Confessant son honneur d'être à Montreux en introduction de "Worth It", émue aux larmes par la présence de son grand-père et de cousins à ce concert spécial, Raye exhibe le drapeau suisse tatoué sur son avant-bras et conserve un naturel que sa notoriété fulgurante ne semble pas entamer. Sans filtre ni tabou, elle contextualise auprès du public le thème des addictions qui parcourt "Mary Jane" ou celui des violences sexuelles de "Ice Cream Man", né de son vécu avec un producteur. "Je n'aime pas chanter ce titre, mais c'est nécessaire. Et la musique m'a sauvé la vie".
Virtuosité et spontanéité cohabitent
Après cette parenthèse plus grave et chargée émotionnellement, musicalement down tempo avec cuivres et guitares soulignant la dramaturgie, Raye embraye sur les montagnes russes façon grand orchestre de "Genesis" et une reprise de "It's a Man's World" de James Brown à genoux, une de ses chansons favorites. Avant un final plus électro qui transforme la Scène du lac en dancefloor à ciel ouvert sur "Secrets" et "Black Mascara".

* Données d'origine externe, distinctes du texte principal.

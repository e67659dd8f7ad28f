//! Assembly of per-date curves into a date × maturity table.
//!
//! Curves from different dates may sit on different grids (a truncated
//! linear fit, say). The table takes the union of every grid as its
//! columns and fills the cells a date has no value for with `NaN`.

use std::fmt;

use chrono::NaiveDate;
use log::warn;
use ndarray::{Array2, ArrayView1, ArrayView2};
use serde::{Deserialize, Serialize};

use crate::error::{CurveError, CurveResult};
use crate::fitted::{FittedCurve, SkipReason};

/// What happens when a date is added a second time.
#[derive(Debug, Clone, Copy, PartialEq, Eq, Default, Serialize, Deserialize)]
#[serde(rename_all = "snake_case")]
pub enum DuplicateDatePolicy {
    /// Keep both; the table gets two rows with the same date.
    Append,
    /// The later curve wins; the row keeps its original position.
    #[default]
    Replace,
    /// Fail with [`CurveError::DuplicateDate`].
    Reject,
}

/// Result of [`CurveSeriesAssembler::add`].
#[derive(Debug, Clone, Copy, PartialEq, Eq)]
pub enum AddOutcome {
    /// A new row was added.
    Added,
    /// An existing row for the date was overwritten.
    Replaced,
    /// The curve was empty and the date was skipped.
    Skipped,
}

/// Why a date is missing from the table.
#[derive(Debug, Clone, PartialEq)]
pub enum SkipCause {
    /// The fitter returned an empty curve.
    Empty(SkipReason),
    /// The fit failed with a data-dependent error.
    Error(CurveError),
}

impl fmt::Display for SkipCause {
    fn fmt(&self, f: &mut fmt::Formatter<'_>) -> fmt::Result {
        match self {
            Self::Empty(reason) => fmt::Display::fmt(reason, f),
            Self::Error(error) => fmt::Display::fmt(error, f),
        }
    }
}

/// A date that produced no row.
#[derive(Debug, Clone, PartialEq)]
pub struct SkippedDate {
    /// The date.
    pub date: NaiveDate,
    /// Why it was skipped.
    pub cause: SkipCause,
}

/// Collects one curve per date.
#[derive(Debug, Clone, Default)]
pub struct CurveSeriesAssembler {
    policy: DuplicateDatePolicy,
    curves: Vec<(NaiveDate, FittedCurve)>,
    skipped: Vec<SkippedDate>,
}

impl CurveSeriesAssembler {
    /// Creates an assembler with the default duplicate-date policy.
    #[must_use]
    pub fn new() -> Self {
        Self::default()
    }

    /// Creates an assembler with the given duplicate-date policy.
    #[must_use]
    pub fn with_policy(policy: DuplicateDatePolicy) -> Self {
        Self {
            policy,
            ..Self::default()
        }
    }

    /// The duplicate-date policy.
    pub fn policy(&self) -> DuplicateDatePolicy {
        self.policy
    }

    /// Adds the curve for `date`.
    ///
    /// An empty curve records the date as skipped and leaves any row already
    /// present for it untouched.
    ///
    /// # Errors
    ///
    /// Returns [`CurveError::DuplicateDate`] when the date already has a row
    /// and the policy is [`DuplicateDatePolicy::Reject`].
    pub fn add(&mut self, date: NaiveDate, curve: FittedCurve) -> CurveResult<AddOutcome> {
        if let FittedCurve::Empty(reason) = curve {
            warn!("{date}: skipped, {reason}");
            self.skipped.push(SkippedDate {
                date,
                cause: SkipCause::Empty(reason),
            });
            return Ok(AddOutcome::Skipped);
        }

        let existing = self.curves.iter().position(|(d, _)| *d == date);
        match (existing, self.policy) {
            (Some(_), DuplicateDatePolicy::Reject) => Err(CurveError::DuplicateDate { date }),
            (Some(i), DuplicateDatePolicy::Replace) => {
                self.curves[i].1 = curve;
                Ok(AddOutcome::Replaced)
            }
            (None, _) | (Some(_), DuplicateDatePolicy::Append) => {
                self.curves.push((date, curve));
                Ok(AddOutcome::Added)
            }
        }
    }

    /// Records a date whose fit failed so that it shows up in the skip count.
    pub fn record_error(&mut self, date: NaiveDate, error: CurveError) {
        warn!("{date}: skipped, {error}");
        self.skipped.push(SkippedDate {
            date,
            cause: SkipCause::Error(error),
        });
    }

    /// Skipped dates in the order they were seen.
    pub fn skipped(&self) -> &[SkippedDate] {
        &self.skipped
    }

    /// Number of rows collected so far.
    pub fn len(&self) -> usize {
        self.curves.len()
    }

    /// Returns true if no row has been collected.
    pub fn is_empty(&self) -> bool {
        self.curves.is_empty()
    }

    /// Builds the series.
    pub fn finalize(self) -> CurveSeries {
        let table = CurveTable::from_curves(&self.curves);
        CurveSeries {
            curves: self.curves,
            skipped: self.skipped,
            table,
        }
    }
}

/// The assembled, read-only result of a run.
#[derive(Debug, Clone)]
pub struct CurveSeries {
    curves: Vec<(NaiveDate, FittedCurve)>,
    skipped: Vec<SkippedDate>,
    table: CurveTable,
}

impl CurveSeries {
    /// The date × maturity table.
    pub fn table(&self) -> &CurveTable {
        &self.table
    }

    /// The fitted curves in row order.
    pub fn curves(&self) -> &[(NaiveDate, FittedCurve)] {
        &self.curves
    }

    /// Dates that produced no row.
    pub fn skipped(&self) -> &[SkippedDate] {
        &self.skipped
    }

    /// Number of skipped dates.
    pub fn skipped_count(&self) -> usize {
        self.skipped.len()
    }

    /// Consumes the series, returning its table.
    pub fn into_table(self) -> CurveTable {
        self.table
    }
}

/// Rectangular date × maturity table.
///
/// Rows follow insertion order, columns are the ascending union of every
/// grid point, and a cell with no value is `NaN`.
#[derive(Debug, Clone, PartialEq, Serialize)]
pub struct CurveTable {
    dates: Vec<NaiveDate>,
    maturities: Vec<f64>,
    values: Array2<f64>,
}

impl CurveTable {
    /// Outer-joins curves on their grid maturities. Empty curves contribute
    /// no row.
    pub fn from_curves(curves: &[(NaiveDate, FittedCurve)]) -> Self {
        let rows: Vec<&(NaiveDate, FittedCurve)> =
            curves.iter().filter(|(_, c)| !c.is_empty()).collect();

        let mut maturities: Vec<f64> = rows
            .iter()
            .flat_map(|(_, c)| c.grid().map_or(&[][..], |g| g.points()).iter().copied())
            .collect();
        maturities.sort_by(f64::total_cmp);
        maturities.dedup();

        let mut values = Array2::from_elem((rows.len(), maturities.len()), f64::NAN);
        for (i, (_, curve)) in rows.iter().enumerate() {
            for (maturity, value) in curve.points() {
                if let Ok(j) = maturities.binary_search_by(|m| m.total_cmp(&maturity)) {
                    values[[i, j]] = value;
                }
            }
        }

        Self {
            dates: rows.iter().map(|(d, _)| *d).collect(),
            maturities,
            values,
        }
    }

    /// Row dates.
    pub fn dates(&self) -> &[NaiveDate] {
        &self.dates
    }

    /// Column maturities in days, ascending.
    pub fn maturities(&self) -> &[f64] {
        &self.maturities
    }

    /// Column maturities converted to years.
    pub fn maturities_in_years(&self, day_basis: f64) -> Vec<f64> {
        self.maturities.iter().map(|m| m / day_basis).collect()
    }

    /// The values, one row per date.
    pub fn values(&self) -> &Array2<f64> {
        &self.values
    }

    /// `(rows, columns)`.
    pub fn shape(&self) -> (usize, usize) {
        self.values.dim()
    }

    /// Returns true if the table has no rows.
    pub fn is_empty(&self) -> bool {
        self.dates.is_empty()
    }

    /// The first row for `date`.
    pub fn row(&self, date: NaiveDate) -> Option<ArrayView1<'_, f64>> {
        let i = self.dates.iter().position(|d| *d == date)?;
        Some(self.values.row(i))
    }

    /// The cell at `(date, maturity)`. `Some(NaN)` means the date has no
    /// value at a maturity another date does.
    pub fn get(&self, date: NaiveDate, maturity: f64) -> Option<f64> {
        let i = self.dates.iter().position(|d| *d == date)?;
        let j = self
            .maturities
            .binary_search_by(|m| m.total_cmp(&maturity))
            .ok()?;
        Some(self.values[[i, j]])
    }

    /// Maturity × date view of the values.
    pub fn transpose(&self) -> ArrayView2<'_, f64> {
        self.values.t()
    }
}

Au terme d'une heure et quart d'une master class vocale et orchestrale où la virtuosité n'a jamais écrasé la spontanéité, Raye revient saluer sous une ovation méritée. Un concert plein de caractère. Et un plaisir qu'elle va prolonger en chantant encore durant la nuit au Memphis, temple des jams sessions du Festival.
>> A consulter, notre dossier sur la 58 édition du Montreux Jazz : Le suivi de la 58e édition relookée du Montreux Jazz Festival
Olivier Horner
58e Montreux Jazz Festival, jusqu'au 20 juillet 2024.

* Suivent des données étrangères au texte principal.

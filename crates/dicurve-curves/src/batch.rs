//! Fitting many dates in one run.

use chrono::NaiveDate;
use log::info;
use serde::{Deserialize, Serialize};

use crate::error::CurveResult;
use crate::fitted::FittedCurve;
use crate::fitters::CurveFitter;
use crate::grid::CurveGrid;
use crate::observation::ObservationSet;
use crate::series::{AddOutcome, CurveSeries, CurveSeriesAssembler, DuplicateDatePolicy};

/// Counts from a batch run.
#[derive(Debug, Clone, Copy, Default, PartialEq, Eq, Serialize, Deserialize)]
pub struct BatchReport {
    /// Dates submitted.
    pub requested: usize,
    /// Dates that produced a row (replacements included).
    pub fitted: usize,
    /// Dates whose fitter returned an empty curve.
    pub skipped: usize,
    /// Dates whose fit failed with a data-dependent error.
    pub errored: usize,
}

impl BatchReport {
    /// Dates without a row for any reason.
    pub fn missing(&self) -> usize {
        self.skipped + self.errored
    }
}

/// The series and counts from [`BatchRunner::run`].
#[derive(Debug, Clone)]
pub struct BatchOutcome {
    /// The assembled series.
    pub series: CurveSeries,
    /// Run counts.
    pub report: BatchReport,
}

/// Fits every date with one fitter and grid and assembles the results.
///
/// Fits run in parallel when the `parallel` feature is enabled and the
/// batch is large enough; results are always merged in input order, so the
/// table is identical either way.
pub struct BatchRunner {
    fitter: Box<dyn CurveFitter>,
    grid: CurveGrid,
    date_policy: DuplicateDatePolicy,
    parallel: bool,
    parallel_threshold: usize,
}

impl BatchRunner {
    /// Minimum batch size for parallel fitting.
    pub const DEFAULT_PARALLEL_THRESHOLD: usize = 8;

    /// Creates a runner.
    pub fn new(fitter: Box<dyn CurveFitter>, grid: CurveGrid) -> Self {
        Self {
            fitter,
            grid,
            date_policy: DuplicateDatePolicy::default(),
            parallel: true,
            parallel_threshold: Self::DEFAULT_PARALLEL_THRESHOLD,
        }
    }

    /// Sets the duplicate-date policy.
    #[must_use]
    pub fn with_date_policy(mut self, date_policy: DuplicateDatePolicy) -> Self {
        self.date_policy = date_policy;
        self
    }

    /// Enables or disables parallel fitting.
    #[must_use]
    pub fn with_parallel(mut self, parallel: bool) -> Self {
        self.parallel = parallel;
        self
    }

    /// Sets the minimum batch size for parallel fitting.
    #[must_use]
    pub fn with_parallel_threshold(mut self, threshold: usize) -> Self {
        self.parallel_threshold = threshold;
        self
    }

    /// The fitter.
    pub fn fitter(&self) -> &dyn CurveFitter {
        self.fitter.as_ref()
    }

    /// The output grid.
    pub fn grid(&self) -> &CurveGrid {
        &self.grid
    }

    #[cfg_attr(not(feature = "parallel"), allow(dead_code))]
    fn should_parallelize(&self, count: usize) -> bool {
        cfg!(feature = "parallel") && self.parallel && count >= self.parallel_threshold
    }

    /// Fits every `(date, observations)` pair.
    ///
    /// Empty curves and data-dependent errors
    /// ([`CurveError::is_data_dependent`](crate::CurveError::is_data_dependent))
    /// skip the date. Any other error, including a strict-policy
    /// [`CurveError::OutOfRange`](crate::CurveError::OutOfRange), aborts the run.
    ///
    /// # Errors
    ///
    /// Returns the first non-data-dependent fit error in input order, or
    /// [`CurveError::DuplicateDate`](crate::CurveError::DuplicateDate) under
    /// the reject policy.
    pub fn run(
        &self,
        inputs: impl IntoIterator<Item = (NaiveDate, ObservationSet)>,
    ) -> CurveResult<BatchOutcome> {
        let inputs: Vec<(NaiveDate, ObservationSet)> = inputs.into_iter().collect();
        let results = self.fit_all(&inputs);

        let mut assembler = CurveSeriesAssembler::with_policy(self.date_policy);
        let mut report = BatchReport {
            requested: inputs.len(),
            ..BatchReport::default()
        };

        for ((date, _), result) in inputs.iter().zip(results) {
            match result {
                Ok(curve) => match assembler.add(*date, curve)? {
                    AddOutcome::Added | AddOutcome::Replaced => report.fitted += 1,
                    AddOutcome::Skipped => report.skipped += 1,
                },
                Err(error) if error.is_data_dependent() => {
                    assembler.record_error(*date, error);
                    report.errored += 1;
                }
                Err(error) => return Err(error),
            }
        }

        info!(
            "{} fit of {} dates: {} fitted, {} skipped, {} errored",
            self.fitter.name(),
            report.requested,
            report.fitted,
            report.skipped,
            report.errored
        );

        Ok(BatchOutcome {
            series: assembler.finalize(),
            report,
        })
    }

    fn fit_all(&self, inputs: &[(NaiveDate, ObservationSet)]) -> Vec<CurveResult<FittedCurve>> {
        let fit = |(_, observations): &(NaiveDate, ObservationSet)| {
            self.fitter.fit(observations, &self.grid)
        };

        #[cfg(feature = "parallel")]
        {
            use rayon::prelude::*;
            if self.should_parallelize(inputs.len()) {
                return inputs.par_iter().map(fit).collect();
            }
        }

        inputs.iter().map(fit).collect()
    }
}

impl std::fmt::Debug for BatchRunner {
    fn fmt(&self, f: &mut std::fmt::Formatter<'_>) -> std::fmt::Result {
        f.debug_struct("BatchRunner")
            .field("fitter", &self.fitter.name())
            .field("grid_points", &self.grid.len())
            .field("date_policy", &self.date_policy)
            .field("parallel", &self.parallel)
            .field("parallel_threshold", &self.parallel_threshold)
            .finish()
    }
}

#[cfg(test)]
mod tests {
    use super::*;
    use crate::error::CurveError;
    use crate::fitters::{LinearCurveFitter, RangePolicy};

    fn date(day: u32) -> NaiveDate {
        NaiveDate::from_ymd_opt(2024, 12, day).unwrap()
    }

    fn linear_day(offset: f64) -> ObservationSet {
        ObservationSet::from_pairs([(100.0, 5.0 + offset), (300.0, 7.0 + offset)]).unwrap()
    }

    fn runner() -> BatchRunner {
        BatchRunner::new(
            Box::new(LinearCurveFitter::new()),
            CurveGrid::new(vec![100.0, 200.0, 300.0]).unwrap(),
        )
    }

    #[test]
    fn test_run_counts() {
        let inputs = vec![
            (date(2), linear_day(0.0)),
            (date(3), ObservationSet::from_pairs([(100.0, 5.0)]).unwrap()),
            (date(4), linear_day(1.0)),
        ];

        let outcome = runner().run(inputs).unwrap();
        assert_eq!(
            outcome.report,
            BatchReport {
                requested: 3,
                fitted: 2,
                skipped: 0,
                errored: 1
            }
        );
        assert_eq!(outcome.report.missing(), 1);
        assert_eq!(outcome.series.skipped_count(), 1);
        assert_eq!(outcome.series.table().dates(), &[date(2), date(4)]);
        assert_eq!(outcome.series.table().get(date(4), 200.0), Some(7.0));
    }

    #[test]
    fn test_strict_out_of_range_aborts_run() {
        let inputs = vec![
            (date(2), linear_day(0.0)),
            (date(3), ObservationSet::from_pairs([(150.0, 5.0), (250.0, 6.0)]).unwrap()),
        ];

        let err = runner().run(inputs).unwrap_err();
        assert!(matches!(err, CurveError::OutOfRange { maturity, .. } if maturity == 100.0));
    }

    #[test]
    fn test_empty_curves_counted_as_skipped() {
        let runner = BatchRunner::new(
            Box::new(LinearCurveFitter::new().with_range_policy(RangePolicy::Skip)),
            CurveGrid::new(vec![50.0, 200.0]).unwrap(),
        );

        let outcome = runner.run(vec![(date(2), linear_day(0.0))]).unwrap();
        assert_eq!(outcome.report.skipped, 1);
        assert!(outcome.series.table().is_empty());
    }

    #[test]
    fn test_duplicate_date_rejected() {
        let runner = runner().with_date_policy(DuplicateDatePolicy::Reject);
        let err = runner
            .run(vec![(date(2), linear_day(0.0)), (date(2), linear_day(1.0))])
            .unwrap_err();
        assert_eq!(err, CurveError::DuplicateDate { date: date(2) });
    }

    #[test]
    fn test_parallel_matches_sequential() {
        let inputs: Vec<_> = (1..=20)
            .map(|d| (date(d), linear_day(f64::from(d) / 10.0)))
            .collect();

        let sequential = runner().with_parallel(false).run(inputs.clone()).unwrap();
        let parallel = runner()
            .with_parallel(true)
            .with_parallel_threshold(1)
            .run(inputs)
            .unwrap();

        assert_eq!(sequential.report, parallel.report);
        assert_eq!(sequential.series.table(), parallel.series.table());
    }
}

Janelle Monáe en mode combat
Au bout de la soirée, alors que beaucoup de gens s'en vont déjà pensant le concert terminé, Janelle Monáe revient sur la Scène du lac pour interpréter "Let's Go Crazy" de Prince.
Comme si la chanteuse et musicienne américaine était obligée de payer son dû à celui qui s'était glissé discrètement en coulisses au côté de Quincy Jones en 2010 pour assister à son premier show à Montreux, avant de devenir le mentor de ses premiers pas discographiques.

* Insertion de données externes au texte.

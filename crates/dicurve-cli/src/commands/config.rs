//! Config command implementation.

use std::path::PathBuf;

use anyhow::Result;
use clap::{Args, Subcommand};

use crate::commands::load_config;
use crate::output::print_success;

/// Arguments for the config command.
#[derive(Args, Debug)]
pub struct ConfigArgs {
    #[command(subcommand)]
    pub command: ConfigCommand,
}

/// Config subcommands.
#[derive(Subcommand, Debug)]
pub enum ConfigCommand {
    /// Print the effective configuration as TOML
    Show {
        /// TOML configuration file; defaults are shown when omitted
        #[arg(short, long)]
        config: Option<PathBuf>,
    },

    /// Check a configuration file
    Validate {
        /// TOML configuration file
        config: PathBuf,
    },
}

/// Execute the config command.
pub fn execute(args: ConfigArgs) -> Result<()> {
    match args.command {
        ConfigCommand::Show { config } => {
            let config = load_config(config.as_deref())?;
            print!("{}", config.to_toml_string()?);
        }
        ConfigCommand::Validate { config: path } => {
            load_config(Some(path.as_path()))?;
            print_success(&format!("{} is valid", path.display()));
        }
    }
    Ok(())
}
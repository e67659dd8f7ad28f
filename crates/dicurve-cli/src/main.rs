//! dicurve CLI - fit daily DI yield curves from a CSV of observations.
//!
//! # Usage
//!
//! ```bash
//! # Fit every date with the Svensson model and print the date x maturity table
//! dicurve fit --input di1.csv
//!
//! # Linear interpolation on a custom grid, maturities in years, as JSON
//! dicurve --format json fit --input di1.csv --method linear --start 21 --end 2520 --years
//!
//! # Inspect one date's fit and parameters
//! dicurve --format table curve --input di1.csv --date 2024-12-02
//!
//! # Print the effective configuration
//! dicurve config show --config dicurve.toml
//! ```

use anyhow::Result;
use clap::Parser;
use tracing_subscriber::{layer::SubscriberExt, util::SubscriberInitExt, EnvFilter};

mod cli;
mod commands;
mod error;
mod input;
mod output;

use cli::{Cli, Commands};

fn main() -> Result<()> {
    let cli = Cli::parse();

    // Logs go to stderr so tables on stdout stay machine-readable
    let default_filter = if cli.quiet { "warn" } else { "info" };
    tracing_subscriber::registry()
        .with(EnvFilter::new(
            std::env::var("RUST_LOG").unwrap_or_else(|_| default_filter.into()),
        ))
        .with(tracing_subscriber::fmt::layer().with_writer(std::io::stderr))
        .init();

    let format = cli.format;

    match cli.command {
        Commands::Fit(args) => commands::fit::execute(args, format, cli.quiet)?,
        Commands::Curve(args) => commands::curve::execute(args, format)?,
        Commands::Config(args) => commands::config::execute(args)?,
    }

    Ok(())
}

Dans un registre tout aussi intense et caractériel que Raye plus tôt mais davantage scénographié et chorégraphié, Janelle Monáe a parachevé une soirée de prouesses vocales et orchestrales en faisant s'accroupir le public sur un "Come Alive" de music-hall à l'euphorie contagieuse.
Ode à la joie, aux plaisirs sexuels, aux droits et à la liberté
Fractionnant sa prestation en plusieurs tableaux aux ambiances contrastées et tenues appropriées en forme d'ode à la joie, aux plaisirs sexuels, aux droits et à la liberté des personnes LGBTQ+ comme sur son dernier album "The Age of Pleasure" (2023), Janelle Monáe a pris comme point de départ une île paradisiaque avec palmiers et champagne qui coule à flot ("Champagne Shit" et "Black Sugar Beach" entre autres) pour célébrer les rêves et les changements.
Toutes les tonalités de l’Afrique à la Jamaïque, en passant par les Caraïbes et Atlanta sont convoquées et empruntent musicalement les voies de l'afrobeat, du reggae, du dancehall, du funk et du hip-hop. Le voyage passe aussi par des contrées moins hospitalières où règnent des black panthers féminines ("Django Jane", "Queen", "Electric Lady") en body noirs et bérets rouges.
Manifeste excentrique pour l'inclusivité, le show de Janelle Monáe oscille entre fulgurances (lorsqu'elle se mue en toréador en costume noir pailleté sur chaussettes blanches façon Michael Jackson) et moments de trop-plein (pour les plus kitsch "Pink" et "I Like That" en body blanc) à force d'empiler les couches.
Mais comme Raye, la chanteuse américaine n'oublie pas de citer ses influences marquantes, de Bootsy Collins à Grace Jones cités également, pour s'inscrire dans un continuum musical ainsi que dans l'histoire du Montreux Jazz Festival. Son absence de dernière minute l'an dernier est toute pardonnée.